С вечной изменчивостью мира, учит секта дзэн, несовместима идея завершенности, а потому избегать ее надлежит и в искусстве. В процессе совершенствования не может быть вершины, точки покоя. Нельзя достигнуть полного совершенства иначе, как на мгновение, которое тут же тонет в потоке перемен.
Совершенствование прекраснее, чем совершенство; завершение полнее олицетворяет жизнь, чем завершенность. Поэтому больше всего способно поведать о красоте то произведение, в котором не все договорено до конца.
Чаще намекать, чем декларировать, - вот принцип, который делает японское искусство искусством подтекста. Художник умышленно оставляет в своем произведении некое свободное пространство, предоставляя каждому человеку по-своему заполнять его собственным воображением.
У японских живописцев есть крылатое выражение: «Пустые места на свитке исполнены большего смысла, нежели то, что начертала на нем кисть». У актеров издавна существует заповедь: «Если хочешь выразить свои чувства полностью, раскрой себя на восемь десятых».
Японское искусство взяло на себя задачу быть красноречивым на языке недомолвок. И подобно тому, как японец воспринимает иероглиф не просто как несколько штрихов кистью, а как некую идею, он умеет видеть на картине неизмеримо больше того, что на ней изображено. Дождь в бамбуковой роще, ива у водопада - любая тема, дополненная фантазией зрителя, становится для него окном в бесконечное разнообразие и вечную изменчивость мира.
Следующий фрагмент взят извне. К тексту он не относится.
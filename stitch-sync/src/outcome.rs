//! Shared pieces of pull and push run results.

use serde::Serialize;

/// Coarse outcome of a whole run, for choosing an exit signal.
#[derive(Debug, Clone, Copy, PartialEq, Eq, Serialize)]
#[serde(rename_all = "kebab-case")]
pub enum RunStatus {
    /// Nothing needed doing and nothing failed.
    NothingToDo,
    /// At least one item failed.
    Partial,
    Complete,
}

impl RunStatus {
    pub fn is_failure(&self) -> bool {
        matches!(self, RunStatus::Partial)
    }
}

/// An item that could not be pulled.
#[derive(Debug, Clone, PartialEq, Eq, Serialize)]
pub struct ItemFailure {
    pub message: String,
}

impl ItemFailure {
    pub fn new(message: impl Into<String>) -> Self {
        Self {
            message: message.into(),
        }
    }
}
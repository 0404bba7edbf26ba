//! `stitch pull`: fetch every customization and write what changed.

use anyhow::{Context as _, Result};
use clap::Args;
use colored::Colorize;
use tabled::{settings::Style, Table, Tabled};

use stitch_sync::{pull, PullOptions, PullResult, RunStatus, WriteResult};

use super::{finish, Context};

/// Arguments for `stitch pull`.
#[derive(Args, Debug)]
pub struct PullArgs {
    /// Show what would be written without writing any files.
    #[arg(long)]
    pub dry_run: bool,
}

#[derive(Tabled)]
struct CategoryRow {
    #[tabled(rename = "category")]
    category: String,
    #[tabled(rename = "items")]
    items: usize,
    #[tabled(rename = "written")]
    written: usize,
    #[tabled(rename = "unchanged")]
    unchanged: usize,
    #[tabled(rename = "errors")]
    errors: usize,
}

impl PullArgs {
    pub fn run(self, ctx: &Context) -> Result<()> {
        let root = ctx.root()?;
        let mut remote = ctx.remote(&root)?;
        let options = PullOptions {
            dry_run: self.dry_run,
        };
        let result = pull(&root, &mut remote, options, &ctx.scope).context("pull failed")?;
        print_result(&result);
        finish(result.status(), "pull")
    }
}

fn print_result(result: &PullResult) {
    let prefix = if result.dry_run { "[dry-run] " } else { "" };

    for category in &result.categories {
        for write in &category.writes {
            match write {
                WriteResult::Written { path } => println!("  ✎  {}", path.display()),
                WriteResult::WouldWrite { path } => println!("  ~  {}", path.display()),
                WriteResult::Unchanged { .. } => {}
            }
        }
    }

    let rows: Vec<CategoryRow> = result
        .categories
        .iter()
        .map(|c| CategoryRow {
            category: c.kind.category_label().to_string(),
            items: c.count,
            written: c.written,
            unchanged: c.unchanged,
            errors: c.errors.len(),
        })
        .collect();
    let mut table = Table::new(rows);
    table.with(Style::rounded());
    println!("{table}");

    for category in &result.categories {
        for error in &category.errors {
            println!("  {} {}", "✗".red().bold(), error.message);
        }
    }

    match result.status() {
        RunStatus::NothingToDo => println!("{prefix}✓ Everything up to date"),
        RunStatus::Complete => println!(
            "{prefix}{} Pulled ({} written, {} unchanged)",
            "✓".green().bold(),
            result.written(),
            result.unchanged()
        ),
        RunStatus::Partial => println!(
            "{prefix}{} Pulled with {} error(s)",
            "!".yellow().bold(),
            result.error_count()
        ),
    }
}
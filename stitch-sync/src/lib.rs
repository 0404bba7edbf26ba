//! # stitch-sync
//!
//! Change detection and reconciliation between a project tree and the remote.
//!
//! - [`HashCache`] remembers the digest of every file last written or pushed.
//! - [`HashCache::get_changes`] classifies the live tree as changed / new / deleted.
//! - [`ConditionalWriter`] skips writes whose bytes the cache already holds.
//! - [`pull`] and [`push`] run whole-project reconciliations against a [`Remote`].
//! - [`preview_pull`] shows what a pull would change, as unified diffs.

pub mod changes;
pub mod diff;
pub mod error;
pub mod hash_cache;
pub mod log_scope;
pub mod outcome;
pub mod pull;
pub mod push;
pub mod remote;
pub mod writer;

pub use changes::{ChangeReport, ChangeTotals};
pub use diff::{preview_pull, FileDiff, PreviewResult};
pub use error::{ItemError, SyncError};
pub use hash_cache::{digest, HashCache, HashCacheFile};
pub use log_scope::LogScope;
pub use outcome::{ItemFailure, RunStatus};
pub use pull::{pull, CategoryResult, PullOptions, PullResult};
pub use push::{push, PushFailure, PushMode, PushResult};
pub use remote::{Remote, RemoteError, WirePayload};
pub use writer::{canonical_json, ConditionalWriter, JsonStyle, WriteResult};
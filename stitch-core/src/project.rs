//! Per-project config and on-disk state locations.
//!
//! # Storage layout
//!
//! ```text
//! <project root>/
//!   .stitch/                 (mode 0700, created on init)
//!     config.yaml            (ProjectConfig, mode 0600)
//!     file-hashes.json       (hash cache, owned by stitch-sync)
//!   src/
//!     objects/ backend/ reports/ pages/
//! ```
//!
//! # API pattern
//!
//! Functions take the project root explicitly (`*_at(root, …)`); the CLI resolves
//! the root once via [`find_root`] and passes it down. Tests always use a
//! `TempDir` root.

use std::path::{Path, PathBuf};

use serde::{Deserialize, Serialize};

use crate::error::{io_err, CoreError};

/// Hidden per-project state directory.
pub const STITCH_DIR: &str = ".stitch";
pub const CONFIG_FILE: &str = "config.yaml";
pub const HASH_CACHE_FILE: &str = "file-hashes.json";

/// Env var that overrides `base_url` from the config file.
pub const BASE_URL_ENV: &str = "STITCH_BASE_URL";
/// Default name of the env var holding the API token.
pub const DEFAULT_TOKEN_ENV: &str = "STITCH_TOKEN";

// ---------------------------------------------------------------------------
// Config
// ---------------------------------------------------------------------------

/// `.stitch/config.yaml`
#[derive(Debug, Clone, PartialEq, Eq, Serialize, Deserialize)]
pub struct ProjectConfig {
    pub name: String,
    /// Root of the remote customization API.
    pub base_url: String,
    /// Name of the env var the API token is read from.
    #[serde(default = "default_token_env")]
    pub token_env: String,
}

fn default_token_env() -> String {
    DEFAULT_TOKEN_ENV.to_string()
}

impl ProjectConfig {
    pub fn new(name: impl Into<String>, base_url: impl Into<String>) -> Self {
        Self {
            name: name.into(),
            base_url: base_url.into(),
            token_env: default_token_env(),
        }
    }

    /// Apply `STITCH_BASE_URL` if set.
    pub fn with_env_overrides(self) -> Self {
        let base_url = std::env::var(BASE_URL_ENV).ok();
        self.with_base_url_override(base_url)
    }

    pub fn with_base_url_override(mut self, base_url: Option<String>) -> Self {
        if let Some(url) = base_url.filter(|u| !u.trim().is_empty()) {
            self.base_url = url;
        }
        self
    }

    /// API token from the configured env var, if present and non-empty.
    pub fn token(&self) -> Option<String> {
        std::env::var(&self.token_env)
            .ok()
            .filter(|t| !t.trim().is_empty())
    }
}

// ---------------------------------------------------------------------------
// Path helpers
// ---------------------------------------------------------------------------

/// `<root>/.stitch`. Pure, no I/O.
pub fn stitch_dir(root: &Path) -> PathBuf {
    root.join(STITCH_DIR)
}

/// `<root>/.stitch/config.yaml`
pub fn config_path(root: &Path) -> PathBuf {
    stitch_dir(root).join(CONFIG_FILE)
}

/// `<root>/.stitch/file-hashes.json`
pub fn hash_cache_path(root: &Path) -> PathBuf {
    stitch_dir(root).join(HASH_CACHE_FILE)
}

/// Create `<root>/.stitch` (mode `0700`) if it does not yet exist.
pub fn ensure_stitch_dir(root: &Path) -> Result<PathBuf, CoreError> {
    let dir = stitch_dir(root);
    if !dir.exists() {
        std::fs::create_dir_all(&dir).map_err(|e| io_err(&dir, e))?;
        set_dir_permissions(&dir)?;
    }
    Ok(dir)
}

/// Walk from `start` upward until a directory containing `.stitch/config.yaml`
/// is found.
pub fn find_root(start: &Path) -> Result<PathBuf, CoreError> {
    start
        .ancestors()
        .find(|dir| config_path(dir).is_file())
        .map(Path::to_path_buf)
        .ok_or_else(|| CoreError::ProjectNotFound {
            start: start.to_path_buf(),
        })
}

// ---------------------------------------------------------------------------
// Load / save
// ---------------------------------------------------------------------------

/// Load `<root>/.stitch/config.yaml`.
///
/// Returns `CoreError::ProjectNotFound` if absent,
/// `CoreError::Parse` (with path + line context) if malformed YAML.
pub fn load_config_at(root: &Path) -> Result<ProjectConfig, CoreError> {
    let path = config_path(root);
    if !path.exists() {
        return Err(CoreError::ProjectNotFound {
            start: root.to_path_buf(),
        });
    }
    let contents = std::fs::read_to_string(&path).map_err(|e| io_err(&path, e))?;
    serde_yaml::from_str(&contents).map_err(|e| CoreError::Parse { path, source: e })
}

/// Atomically save the project config.
///
/// Write flow: serialize → `config.yaml.tmp` sibling → `chmod 0600` → `rename`.
pub fn save_config_at(root: &Path, config: &ProjectConfig) -> Result<(), CoreError> {
    ensure_stitch_dir(root)?;
    let path = config_path(root);
    let tmp_path = path.with_file_name(format!("{CONFIG_FILE}.tmp"));

    let yaml = serde_yaml::to_string(config)?;
    std::fs::write(&tmp_path, yaml).map_err(|e| io_err(&tmp_path, e))?;
    set_file_permissions(&tmp_path)?;
    std::fs::rename(&tmp_path, &path).map_err(|e| io_err(&path, e))?;
    Ok(())
}

/// Initialize a project at `root`.
///
/// Idempotent: if a config already exists it is loaded and returned unchanged.
pub fn init_at(root: &Path, name: &str, base_url: &str) -> Result<ProjectConfig, CoreError> {
    if config_path(root).exists() {
        return load_config_at(root);
    }
    let config = ProjectConfig::new(name, base_url);
    save_config_at(root, &config)?;
    Ok(config)
}

// ---------------------------------------------------------------------------
// Private helpers
// ---------------------------------------------------------------------------

#[cfg(unix)]
fn set_dir_permissions(path: &Path) -> Result<(), CoreError> {
    use std::os::unix::fs::PermissionsExt;
    std::fs::set_permissions(path, std::fs::Permissions::from_mode(0o700))
        .map_err(|e| io_err(path, e))
}
#[cfg(not(unix))]
fn set_dir_permissions(_path: &Path) -> Result<(), CoreError> {
    Ok(())
}

#[cfg(unix)]
fn set_file_permissions(path: &Path) -> Result<(), CoreError> {
    use std::os::unix::fs::PermissionsExt;
    std::fs::set_permissions(path, std::fs::Permissions::from_mode(0o600))
        .map_err(|e| io_err(path, e))
}
#[cfg(not(unix))]
fn set_file_permissions(_path: &Path) -> Result<(), CoreError> {
    Ok(())
}

// ---------------------------------------------------------------------------
// Unit tests
// ---------------------------------------------------------------------------
//! Error types for stitch-core.

use std::path::PathBuf;

use thiserror::Error;

use crate::types::ItemKind;

/// All errors that can arise from project config and artifact layout operations.
#[derive(Debug, Error)]
pub enum CoreError {
    /// Underlying I/O failure, with the path that was being touched.
    #[error("I/O error at {path}: {source}")]
    Io {
        path: PathBuf,
        #[source]
        source: std::io::Error,
    },

    /// YAML serialization error (write/save path).
    #[error("YAML serialization error: {0}")]
    Yaml(#[from] serde_yaml::Error),

    /// YAML parse error on load, with file path and line context from serde_yaml.
    #[error("failed to parse project config at {path}: {source}")]
    Parse {
        path: PathBuf,
        #[source]
        source: serde_yaml::Error,
    },

    /// No `.stitch/config.yaml` in the start directory or any of its ancestors.
    #[error("no stitch project found at or above {start}; run `stitch init` first")]
    ProjectNotFound { start: PathBuf },

    /// Metadata JSON that does not match the typed schema for its kind.
    #[error("invalid {kind} metadata: {source}")]
    Metadata {
        kind: ItemKind,
        #[source]
        source: serde_json::Error,
    },

    /// A split artifact whose code/content half was not supplied.
    #[error("{kind} '{name}' has no {expected} content")]
    MissingContent {
        kind: ItemKind,
        name: String,
        expected: &'static str,
    },

    /// A customization name that sanitizes to nothing usable as a path segment.
    #[error("name '{name}' has no alphanumeric characters")]
    InvalidName { name: String },
}

pub(crate) fn io_err(path: impl Into<PathBuf>, source: std::io::Error) -> CoreError {
    CoreError::Io {
        path: path.into(),
        source,
    }
}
Югэн, или прелесть недосказанности, - это та красота, которая скромно лежит в глубине вещей, не стремясь на поверхность. Ее может вовсе не заметить человек, лишенный вкуса или душевного покоя.
Считая завершенность несовместимой с вечным движением жизни, японское искусство на том же основании отрицает и симметрию. Мы настолько привыкли делить пространство на равные части, что, ставя на полку вазу, совершенно инстинктивно помещаем ее посредине. Японец столь же машинально сдвинет ее в сторону, ибо видит красоту в асимметричном расположении декоративных элементов, в нарушенном равновесии, которое олицетворяет для него мир живой и подвижный.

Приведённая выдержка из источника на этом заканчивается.